Based on a summary normalized/stacked metric, retrieve top anomalies.

get_anomalies(
  x,
  rank.prop = 0.05,
  nmin = 10,
  nmax = 300,
  stack.use = "avg",
  method.use = "norm",
  verbose = TRUE,
  ...
)

Arguments

x

stranger object (before of after singularize)

stack.use

One of c("max","avg","min","damavg", "pruavg")) - must have been requestedwhen invoking `singularize` (done by default).

method.use

One of c("norm","rank") - must have been requested when invoking `singularize` (done by default).

verbose

logical: provide some information.

...

additional parameters to pass to singularize (if called on a non-singularized object)

Anomalies selection is performed using one summary metric. This summary metrics is assumed to stacked some base metrics - may be only one!. Stacking is performed after standardisarion, being possible with two approaches: normalisation (method.use = "norm") or ranking (method.use = "rank"). See singularize function.
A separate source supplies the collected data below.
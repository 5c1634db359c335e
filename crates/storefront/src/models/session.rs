//! Session-related types.
//!
//! Types stored in the session for authentication state.

use serde::{Deserialize, Serialize};

use ferme_verte_core::{Email, UserId};

use super::user::UserRole;

/// Session-stored user identity.
///
/// Minimal data stored in the session to identify the logged-in user.
#[derive(Debug, Clone, Serialize, Deserialize)]
#[serde(rename_all = "camelCase")]
pub struct CurrentUser {
    /// User's database ID.
    pub id: UserId,
    /// Display name.
    pub name: String,
    /// User's email address.
    pub email: Email,
    /// Account role.
    pub role: UserRole,
}

impl From<&super::user::User> for CurrentUser {
    fn from(user: &super::user::User) -> Self {
        Self {
            id: user.id.clone(),
            name: user.name.clone(),
            email: user.email.clone(),
            role: user.role,
        }
    }
}

/// Session keys for authentication data.
pub mod keys {
    /// Key for storing the current logged-in user.
    pub const CURRENT_USER: &str = "current_user";
}
//! Authentication error types.

use thiserror::Error;

use crate::db::RepositoryError;

/// Errors that can occur during authentication operations.
#[derive(Debug, Error)]
pub enum AuthError {
    /// Invalid email format.
    #[error("invalid email: {0}")]
    InvalidEmail(#[from] ferme_verte_core::EmailError),

    /// Invalid credentials (wrong password or unknown email; one error so
    /// login failures never reveal which accounts exist).
    #[error("invalid credentials")]
    InvalidCredentials,

    /// User already exists.
    #[error("user already exists")]
    UserAlreadyExists,

    /// Password too weak or invalid.
    #[error("password validation failed: {0}")]
    WeakPassword(String),

    /// Display name missing or blank.
    #[error("name is required")]
    MissingName,

    /// Repository/database error.
    #[error("database error: {0}")]
    Repository(#[from] RepositoryError),

    /// Password hashing error.
    #[error("password hashing error")]
    PasswordHash,
}
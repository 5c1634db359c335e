//! CLI command implementations.

pub mod migrate;
pub mod seed;
pub mod shop;

use secrecy::SecretString;

/// Read the database URL from the environment.
///
/// Prefers `STOREFRONT_DATABASE_URL`, falls back to `DATABASE_URL`.
pub(crate) fn database_url() -> Result<SecretString, MissingEnvVar> {
    dotenvy::dotenv().ok();
    std::env::var("STOREFRONT_DATABASE_URL")
        .or_else(|_| std::env::var("DATABASE_URL"))
        .map(SecretString::from)
        .map_err(|_| MissingEnvVar("STOREFRONT_DATABASE_URL"))
}

/// A required environment variable was not set.
#[derive(Debug, thiserror::Error)]
#[error("Missing environment variable: {0}")]
pub struct MissingEnvVar(&'static str);
//! File-backed cart storage.
//!
//! The shop commands keep the cart in a JSON file so it survives between
//! invocations, the way a browser cart survives page reloads.

use std::path::PathBuf;

use ferme_verte_core::cart::{CartStorage, StorageError};

/// Cart storage backed by a JSON file.
pub struct FileStorage {
    path: PathBuf,
}

impl FileStorage {
    #[must_use]
    pub fn new(path: impl Into<PathBuf>) -> Self {
        Self { path: path.into() }
    }
}

impl CartStorage for FileStorage {
    fn load(&self) -> Result<Option<String>, StorageError> {
        match std::fs::read_to_string(&self.path) {
            Ok(contents) => Ok(Some(contents)),
            Err(e) if e.kind() == std::io::ErrorKind::NotFound => Ok(None),
            Err(e) => Err(StorageError::Read(e.to_string())),
        }
    }

    fn save(&mut self, payload: &str) -> Result<(), StorageError> {
        std::fs::write(&self.path, payload).map_err(|e| StorageError::Write(e.to_string()))
    }
}

#[cfg(test)]
mod tests {
    #![allow(clippy::unwrap_used)]

    use super::*;

    use ferme_verte_core::Money;
    use ferme_verte_core::cart::{CartStore, ProductSnapshot};

    fn snapshot() -> ProductSnapshot {
        ProductSnapshot {
            id: "prod-1".into(),
            name: "Asperges Vertes - 500g".to_string(),
            price: Money::from_cents(8_50),
            unit: "botte".to_string(),
            images: vec![],
            slug: "asperges-vertes-500g".to_string(),
        }
    }

    #[test]
    fn cart_survives_reopen() {
        let dir = tempfile::tempdir().unwrap();
        let path = dir.path().join("cart.json");

        let mut cart = CartStore::open(FileStorage::new(&path));
        cart.add_item(snapshot(), 3);
        assert_eq!(cart.item_count(), 3);

        let cart = CartStore::open(FileStorage::new(&path));
        assert_eq!(cart.item_count(), 3);
        assert_eq!(cart.subtotal(), Money::from_cents(25_50));
    }

    #[test]
    fn missing_file_means_empty_cart() {
        let dir = tempfile::tempdir().unwrap();
        let cart = CartStore::open(FileStorage::new(dir.path().join("absent.json")));
        assert!(cart.is_empty());
    }
}
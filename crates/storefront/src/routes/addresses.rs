//! Saved address API routes.

use axum::{
    Json,
    extract::{Path, State},
    http::StatusCode,
};
use serde::Deserialize;

use ferme_verte_core::AddressId;

use crate::db::RepositoryError;
use crate::db::addresses::{AddressRepository, NewAddress};
use crate::error::{AppError, Result};
use crate::middleware::RequireAuth;
use crate::models::Address;
use crate::state::AppState;

/// Request body for saving an address.
#[derive(Debug, Deserialize)]
#[serde(rename_all = "camelCase")]
pub struct CreateAddressRequest {
    pub line1: String,
    pub line2: Option<String>,
    pub city: String,
    pub zip: String,
    #[serde(default = "default_country")]
    pub country: String,
    pub phone: String,
    #[serde(default)]
    pub is_default: bool,
}

fn default_country() -> String {
    "France".to_string()
}

/// The current user's saved addresses, default first.
///
/// GET /api/addresses
///
/// # Errors
///
/// Returns 401 when not logged in.
pub async fn index(
    State(state): State<AppState>,
    RequireAuth(user): RequireAuth,
) -> Result<Json<Vec<Address>>> {
    let addresses = AddressRepository::new(state.pool())
        .list_for_user(&user.id)
        .await?;
    Ok(Json(addresses))
}

/// Save a new address; making it the default unsets the previous one.
///
/// POST /api/addresses
///
/// # Errors
///
/// Returns 400 when required fields are blank.
pub async fn create(
    State(state): State<AppState>,
    RequireAuth(user): RequireAuth,
    Json(body): Json<CreateAddressRequest>,
) -> Result<(StatusCode, Json<Address>)> {
    if body.line1.trim().is_empty() || body.city.trim().is_empty() || body.zip.trim().is_empty() {
        return Err(AppError::BadRequest(
            "line1, city and zip are required".to_string(),
        ));
    }

    let address = AddressRepository::new(state.pool())
        .create(
            &user.id,
            NewAddress {
                line1: body.line1,
                line2: body.line2,
                city: body.city,
                zip: body.zip,
                country: body.country,
                phone: body.phone,
                is_default: body.is_default,
            },
        )
        .await?;

    Ok((StatusCode::CREATED, Json(address)))
}

/// Delete one of the current user's addresses.
///
/// DELETE /api/addresses/{id}
///
/// # Errors
///
/// Returns 404 when the address does not exist or belongs to someone else.
pub async fn delete(
    State(state): State<AppState>,
    RequireAuth(user): RequireAuth,
    Path(id): Path<AddressId>,
) -> Result<StatusCode> {
    AddressRepository::new(state.pool())
        .delete(&user.id, &id)
        .await
        .map_err(|e| match e {
            RepositoryError::NotFound => AppError::NotFound("Address".to_string()),
            other => AppError::Database(other),
        })?;

    Ok(StatusCode::NO_CONTENT)
}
Three parameters are used together to define anomalies: rank.prop is first used to filter on top x percent anomalies then one applies on top of this criteria conditions on a minimal (nmin) and maximal (nmax) number of anomalies to be provided.

rank.prop:

proportion of records to be considered as anomalies

nmin:

constraint - minimum number of anomalies

nmax:

constraint - maximum number of anomalies

Examples

data <- crazyfy(iris[,1:4])
(anom <- get_anomalies(strange(data)))
#> Loading required package: FNN
#> 
#> Ordering: -1xN_anom_norm_avg and -1xN_anom_norm_avg
#>  0 outliers found by default with this stacking and this method, which is not enough to satisfy nmin= 10 . Following most probable outliers are added to selection.
#>  [1] 132 118 119  42 107 110 123 115  16 135
#> 
#> *** Anomaly object containing 10 anomalies provided with their value for id variable '.id'.
#> Use as a vector. Available methods: fortify, plot
# \dontrun{
library(dplyr)
ss <- iris %>% select(-Species) %>%
 crazyfy() %>%
 strange(weird="autoencode") %>%
 singularize(methods="norm",stacks="avg")
#> Loading required package: autoencoder
#> autoencoding...
#> Optimizer counts:
#> function gradient 
#>      158       64 
#> Optimizer: successful convergence.
#> Optimizer: convergence = 0, message = 
#> J.init = 41.81937, J.final = 0.3457936, mean(rho.hat.final) = 0.001479156
 anom2 <- ss %>% get_anomalies(nmin=2, nmax=4)
#> 
#> Ordering: -1xN_anom_norm_avg and -1xN_anom_norm_avg
#>  0 outliers found by default with this stacking and this method, which is not enough to satisfy nmin= 2 . Following most probable outliers are added to selection.
 ss %>% plot(type="n",score="N_anom_norm_avg",anomaly_id=anom2[1])
#> Your data has been converted to a dataframe to be compatible with ggplot function.
#> `geom_smooth()` using formula 'y ~ x'

# }